Major-General Desmond Spencer Gordon CB CBE DSO JP DL (25 December 1911 – 4 November 1997) was a British Army officer who commanded 4th Division.

Military career
Educated at Haileybury and the Royal Military College, Sandhurst, Gordon was commissioned as a second lieutenant into the Green Howards on 28 January 1932.

He served in the Second World War as Commanding Officer of 1/7th Queen's Regiment from 1943 and then as Commander of the 151st (Durham) Infantry Brigade from 1944 and as Commander of 146th Infantry Brigade from later that year in North West Europe.

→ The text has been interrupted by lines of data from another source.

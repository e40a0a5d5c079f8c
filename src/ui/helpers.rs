//! Low-level rendering helpers shared by components.
//!
//! All widths are counted in characters, not bytes; county names and titles
//! carry non-ASCII text (`—`, `ñ`, `…`).

use crate::ui::theme::Theme;

/// Moves the cursor to a 1-indexed row and column.
pub fn position_cursor(row: usize, col: usize) {
    print!("\u{1b}[{row};{col}H");
}

/// Character count of `text`.
#[must_use]
pub fn visual_width(text: &str) -> usize {
    text.chars().count()
}

/// Cuts `text` to at most `width` characters.
#[must_use]
pub fn clip(text: &str, width: usize) -> String {
    text.chars().take(width).collect()
}

/// Prints `text` centered in a line of `cols` characters.
pub fn print_centered(text: &str, cols: usize) {
    let text = clip(text, cols);
    let len = visual_width(&text);
    let padding = cols.saturating_sub(len) / 2;

    print!("{}", " ".repeat(padding));
    print!("{text}");
    print!("{}", " ".repeat(cols.saturating_sub(padding + len)));
}

/// Prints `text` with the character ranges in `ranges` highlighted.
///
/// Highlighting is skipped for selected rows so the selection colors stay
/// readable. Ranges are `(start, end)` character indices, end exclusive.
pub fn render_highlighted_text(text: &str, ranges: &[(usize, usize)], theme: &Theme, is_selected: bool) {
    if ranges.is_empty() || is_selected {
        print!("{text}");
        return;
    }

    let chars: Vec<char> = text.chars().collect();
    let mut position = 0;

    for &(start, end) in ranges {
        let start = start.min(chars.len());
        let end = end.min(chars.len());
        if start < position || start >= end {
            continue;
        }

        let plain: String = chars[position..start].iter().collect();
        print!("{plain}");

        print!("{}", Theme::fg(&theme.colors.match_highlight_fg));
        print!("{}", Theme::bg(&theme.colors.match_highlight_bg));
        let marked: String = chars[start..end].iter().collect();
        print!("{marked}");
        print!("{}", Theme::reset());
        print!("{}", Theme::fg(&theme.colors.text_normal));

        position = end;
    }

    let rest: String = chars[position..].iter().collect();
    print!("{rest}");
}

After the War he was made Commander of 131st Lorried Infantry Brigade. He became Deputy Director of Infantry at the War Office in 1951, Commander of 16th Independent Parachute Brigade Group in 1952 and Assistant Commandant of the Royal Military Academy Sandhurst in 1956. He went on to be Deputy Assistant Adjutant and Quartermaster General at Headquarters 1st Corps in 1959, General Officer Commanding 4th Division in 1959 and Chief Army Instructor at the Imperial Defence College in 1962. His last appointment was as Assistant Chief of Defence Staff in 1964 before retiring in 1966.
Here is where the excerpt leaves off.